= Beginning of Section =
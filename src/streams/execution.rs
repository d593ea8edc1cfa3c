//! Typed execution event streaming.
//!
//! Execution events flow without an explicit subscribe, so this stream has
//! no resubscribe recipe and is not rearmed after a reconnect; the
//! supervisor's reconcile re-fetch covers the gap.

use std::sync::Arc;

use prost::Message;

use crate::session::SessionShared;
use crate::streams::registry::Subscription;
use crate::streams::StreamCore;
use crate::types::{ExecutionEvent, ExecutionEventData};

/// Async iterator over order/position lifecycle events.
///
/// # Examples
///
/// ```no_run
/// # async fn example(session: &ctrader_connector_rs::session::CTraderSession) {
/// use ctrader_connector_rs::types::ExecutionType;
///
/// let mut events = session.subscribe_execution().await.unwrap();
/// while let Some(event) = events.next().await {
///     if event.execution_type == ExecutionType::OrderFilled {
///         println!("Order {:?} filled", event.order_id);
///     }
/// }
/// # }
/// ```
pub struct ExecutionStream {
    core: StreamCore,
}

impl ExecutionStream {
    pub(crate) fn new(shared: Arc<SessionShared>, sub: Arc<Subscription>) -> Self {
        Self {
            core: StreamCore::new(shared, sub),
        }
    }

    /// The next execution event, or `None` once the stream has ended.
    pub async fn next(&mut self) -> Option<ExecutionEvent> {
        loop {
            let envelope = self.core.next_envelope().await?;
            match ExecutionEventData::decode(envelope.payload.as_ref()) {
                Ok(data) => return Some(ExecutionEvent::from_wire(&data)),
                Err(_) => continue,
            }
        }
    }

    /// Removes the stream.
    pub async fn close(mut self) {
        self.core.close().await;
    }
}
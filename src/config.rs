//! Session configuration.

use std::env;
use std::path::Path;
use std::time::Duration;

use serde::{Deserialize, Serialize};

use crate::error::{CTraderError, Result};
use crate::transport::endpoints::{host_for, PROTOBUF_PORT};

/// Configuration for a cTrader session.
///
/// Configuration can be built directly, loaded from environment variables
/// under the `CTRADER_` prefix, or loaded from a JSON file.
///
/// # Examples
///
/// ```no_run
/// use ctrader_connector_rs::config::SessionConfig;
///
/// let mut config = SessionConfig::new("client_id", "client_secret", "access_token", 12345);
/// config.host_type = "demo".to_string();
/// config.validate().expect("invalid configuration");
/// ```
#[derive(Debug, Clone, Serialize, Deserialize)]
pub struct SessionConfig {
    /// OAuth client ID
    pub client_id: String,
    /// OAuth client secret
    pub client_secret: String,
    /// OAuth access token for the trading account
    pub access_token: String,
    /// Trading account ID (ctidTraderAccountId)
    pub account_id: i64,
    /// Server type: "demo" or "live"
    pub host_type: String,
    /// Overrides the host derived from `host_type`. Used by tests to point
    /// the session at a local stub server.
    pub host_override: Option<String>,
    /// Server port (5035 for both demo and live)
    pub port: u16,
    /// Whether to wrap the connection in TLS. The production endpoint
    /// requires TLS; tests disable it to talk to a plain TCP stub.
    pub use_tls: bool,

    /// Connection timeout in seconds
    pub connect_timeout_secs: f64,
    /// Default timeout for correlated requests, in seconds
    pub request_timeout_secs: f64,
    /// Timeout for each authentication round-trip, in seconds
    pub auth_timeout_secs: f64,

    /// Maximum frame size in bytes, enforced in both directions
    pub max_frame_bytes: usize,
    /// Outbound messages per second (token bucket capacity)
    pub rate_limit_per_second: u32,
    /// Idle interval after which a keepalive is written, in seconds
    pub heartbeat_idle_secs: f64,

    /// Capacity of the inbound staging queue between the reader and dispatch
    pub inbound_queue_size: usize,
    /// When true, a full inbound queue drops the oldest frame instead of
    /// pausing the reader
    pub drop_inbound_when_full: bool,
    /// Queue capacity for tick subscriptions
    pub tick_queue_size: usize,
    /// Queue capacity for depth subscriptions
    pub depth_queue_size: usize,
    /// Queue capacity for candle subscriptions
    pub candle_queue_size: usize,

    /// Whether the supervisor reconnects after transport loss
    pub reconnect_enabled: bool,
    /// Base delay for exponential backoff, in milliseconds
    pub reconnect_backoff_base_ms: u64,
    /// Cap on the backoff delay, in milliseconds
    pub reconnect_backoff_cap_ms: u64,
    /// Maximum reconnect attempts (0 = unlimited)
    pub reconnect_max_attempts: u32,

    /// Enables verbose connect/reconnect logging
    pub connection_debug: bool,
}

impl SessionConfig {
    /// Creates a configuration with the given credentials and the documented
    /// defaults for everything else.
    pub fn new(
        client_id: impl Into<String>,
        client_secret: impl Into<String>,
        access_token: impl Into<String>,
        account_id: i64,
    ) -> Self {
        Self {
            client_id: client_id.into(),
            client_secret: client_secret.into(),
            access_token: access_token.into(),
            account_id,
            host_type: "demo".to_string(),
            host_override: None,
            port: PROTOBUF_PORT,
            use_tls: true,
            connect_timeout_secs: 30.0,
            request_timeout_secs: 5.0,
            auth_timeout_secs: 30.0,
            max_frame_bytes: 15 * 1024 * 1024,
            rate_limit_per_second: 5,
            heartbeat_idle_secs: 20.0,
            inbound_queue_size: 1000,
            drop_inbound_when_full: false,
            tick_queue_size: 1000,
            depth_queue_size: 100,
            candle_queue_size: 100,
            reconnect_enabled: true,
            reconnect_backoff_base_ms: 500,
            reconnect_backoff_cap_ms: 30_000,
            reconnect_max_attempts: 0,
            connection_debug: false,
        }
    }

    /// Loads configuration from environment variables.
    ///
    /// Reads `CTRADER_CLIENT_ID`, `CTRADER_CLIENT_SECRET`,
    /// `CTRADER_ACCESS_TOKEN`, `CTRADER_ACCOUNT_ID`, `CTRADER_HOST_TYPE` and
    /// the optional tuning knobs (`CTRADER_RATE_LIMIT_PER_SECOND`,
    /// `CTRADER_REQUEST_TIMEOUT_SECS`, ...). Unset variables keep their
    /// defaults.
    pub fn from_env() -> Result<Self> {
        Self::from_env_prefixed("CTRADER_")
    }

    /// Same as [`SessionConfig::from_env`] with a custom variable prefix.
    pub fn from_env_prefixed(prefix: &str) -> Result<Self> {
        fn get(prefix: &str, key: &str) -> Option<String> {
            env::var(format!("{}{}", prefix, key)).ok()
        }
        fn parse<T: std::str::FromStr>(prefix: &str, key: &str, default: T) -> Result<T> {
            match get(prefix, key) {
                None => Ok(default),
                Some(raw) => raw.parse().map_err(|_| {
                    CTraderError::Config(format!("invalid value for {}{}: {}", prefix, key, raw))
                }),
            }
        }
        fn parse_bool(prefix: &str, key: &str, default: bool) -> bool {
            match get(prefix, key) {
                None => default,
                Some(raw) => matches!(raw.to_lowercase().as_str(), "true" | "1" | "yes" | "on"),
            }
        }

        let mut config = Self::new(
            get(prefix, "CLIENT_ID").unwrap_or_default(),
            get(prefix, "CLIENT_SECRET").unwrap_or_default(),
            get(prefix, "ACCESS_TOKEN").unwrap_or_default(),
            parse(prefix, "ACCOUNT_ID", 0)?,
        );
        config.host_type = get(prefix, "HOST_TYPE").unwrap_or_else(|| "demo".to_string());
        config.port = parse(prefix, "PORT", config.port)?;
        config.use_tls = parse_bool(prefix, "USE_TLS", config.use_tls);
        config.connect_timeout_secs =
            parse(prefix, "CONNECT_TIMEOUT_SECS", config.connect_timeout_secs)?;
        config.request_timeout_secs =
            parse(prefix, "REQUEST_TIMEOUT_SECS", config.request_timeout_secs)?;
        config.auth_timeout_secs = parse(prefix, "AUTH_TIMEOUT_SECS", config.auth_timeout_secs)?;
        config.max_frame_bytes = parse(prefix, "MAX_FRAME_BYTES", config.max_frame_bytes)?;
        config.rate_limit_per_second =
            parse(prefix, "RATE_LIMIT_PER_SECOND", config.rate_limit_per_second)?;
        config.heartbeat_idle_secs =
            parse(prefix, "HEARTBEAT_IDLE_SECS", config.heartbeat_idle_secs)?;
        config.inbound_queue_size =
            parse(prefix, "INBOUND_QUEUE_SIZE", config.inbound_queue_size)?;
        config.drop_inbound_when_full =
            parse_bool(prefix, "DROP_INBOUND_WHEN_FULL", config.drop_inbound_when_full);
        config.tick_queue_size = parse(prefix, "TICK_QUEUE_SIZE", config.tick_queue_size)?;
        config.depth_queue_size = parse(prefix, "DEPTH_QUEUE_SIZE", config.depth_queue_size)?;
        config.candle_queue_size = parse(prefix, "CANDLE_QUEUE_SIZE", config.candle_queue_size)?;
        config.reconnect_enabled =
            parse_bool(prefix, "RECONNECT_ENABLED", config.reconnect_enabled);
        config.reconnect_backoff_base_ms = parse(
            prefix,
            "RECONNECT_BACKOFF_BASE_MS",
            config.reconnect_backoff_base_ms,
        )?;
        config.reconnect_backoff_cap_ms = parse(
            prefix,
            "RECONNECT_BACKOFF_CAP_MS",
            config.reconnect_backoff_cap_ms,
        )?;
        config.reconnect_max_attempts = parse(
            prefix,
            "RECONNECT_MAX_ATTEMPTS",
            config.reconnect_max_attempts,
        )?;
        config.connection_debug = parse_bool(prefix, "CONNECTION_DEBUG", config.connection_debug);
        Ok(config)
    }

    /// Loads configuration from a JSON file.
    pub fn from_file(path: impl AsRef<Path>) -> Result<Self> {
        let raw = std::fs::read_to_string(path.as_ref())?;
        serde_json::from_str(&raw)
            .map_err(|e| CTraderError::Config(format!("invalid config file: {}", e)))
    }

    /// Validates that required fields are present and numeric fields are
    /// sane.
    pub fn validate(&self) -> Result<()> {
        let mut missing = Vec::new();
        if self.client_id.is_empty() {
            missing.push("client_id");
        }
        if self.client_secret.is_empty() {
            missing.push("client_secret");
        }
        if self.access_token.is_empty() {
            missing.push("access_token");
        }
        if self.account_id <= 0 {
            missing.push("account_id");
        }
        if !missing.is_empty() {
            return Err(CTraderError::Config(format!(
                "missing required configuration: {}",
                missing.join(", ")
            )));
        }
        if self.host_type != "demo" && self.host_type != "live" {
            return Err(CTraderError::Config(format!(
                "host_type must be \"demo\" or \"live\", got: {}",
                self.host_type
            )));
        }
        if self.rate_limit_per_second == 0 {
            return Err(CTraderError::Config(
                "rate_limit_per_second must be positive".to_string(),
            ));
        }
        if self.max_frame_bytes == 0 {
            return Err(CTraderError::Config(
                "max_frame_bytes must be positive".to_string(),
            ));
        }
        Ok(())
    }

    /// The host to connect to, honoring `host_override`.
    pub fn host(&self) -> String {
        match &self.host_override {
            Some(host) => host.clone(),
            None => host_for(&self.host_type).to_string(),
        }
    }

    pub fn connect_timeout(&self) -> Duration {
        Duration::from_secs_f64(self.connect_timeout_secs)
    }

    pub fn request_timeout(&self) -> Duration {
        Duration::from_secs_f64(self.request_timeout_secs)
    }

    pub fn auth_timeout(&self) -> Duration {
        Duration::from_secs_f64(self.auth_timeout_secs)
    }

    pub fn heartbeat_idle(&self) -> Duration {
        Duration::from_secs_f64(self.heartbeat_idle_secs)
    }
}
= End of Section =
◆ **What is required**: Nothing before the line containing "Duration::from_secs_f64(self.connect_timeout_secs)" should be repeated; repeat that line and all later lines through the end of the data above, exactly.

◆ **Exercise response**:
        Duration::from_secs_f64(self.connect_timeout_secs)
    }

    pub fn request_timeout(&self) -> Duration {
        Duration::from_secs_f64(self.request_timeout_secs)
    }

    pub fn auth_timeout(&self) -> Duration {
        Duration::from_secs_f64(self.auth_timeout_secs)
    }

    pub fn heartbeat_idle(&self) -> Duration {
        Duration::from_secs_f64(self.heartbeat_idle_secs)
    }
}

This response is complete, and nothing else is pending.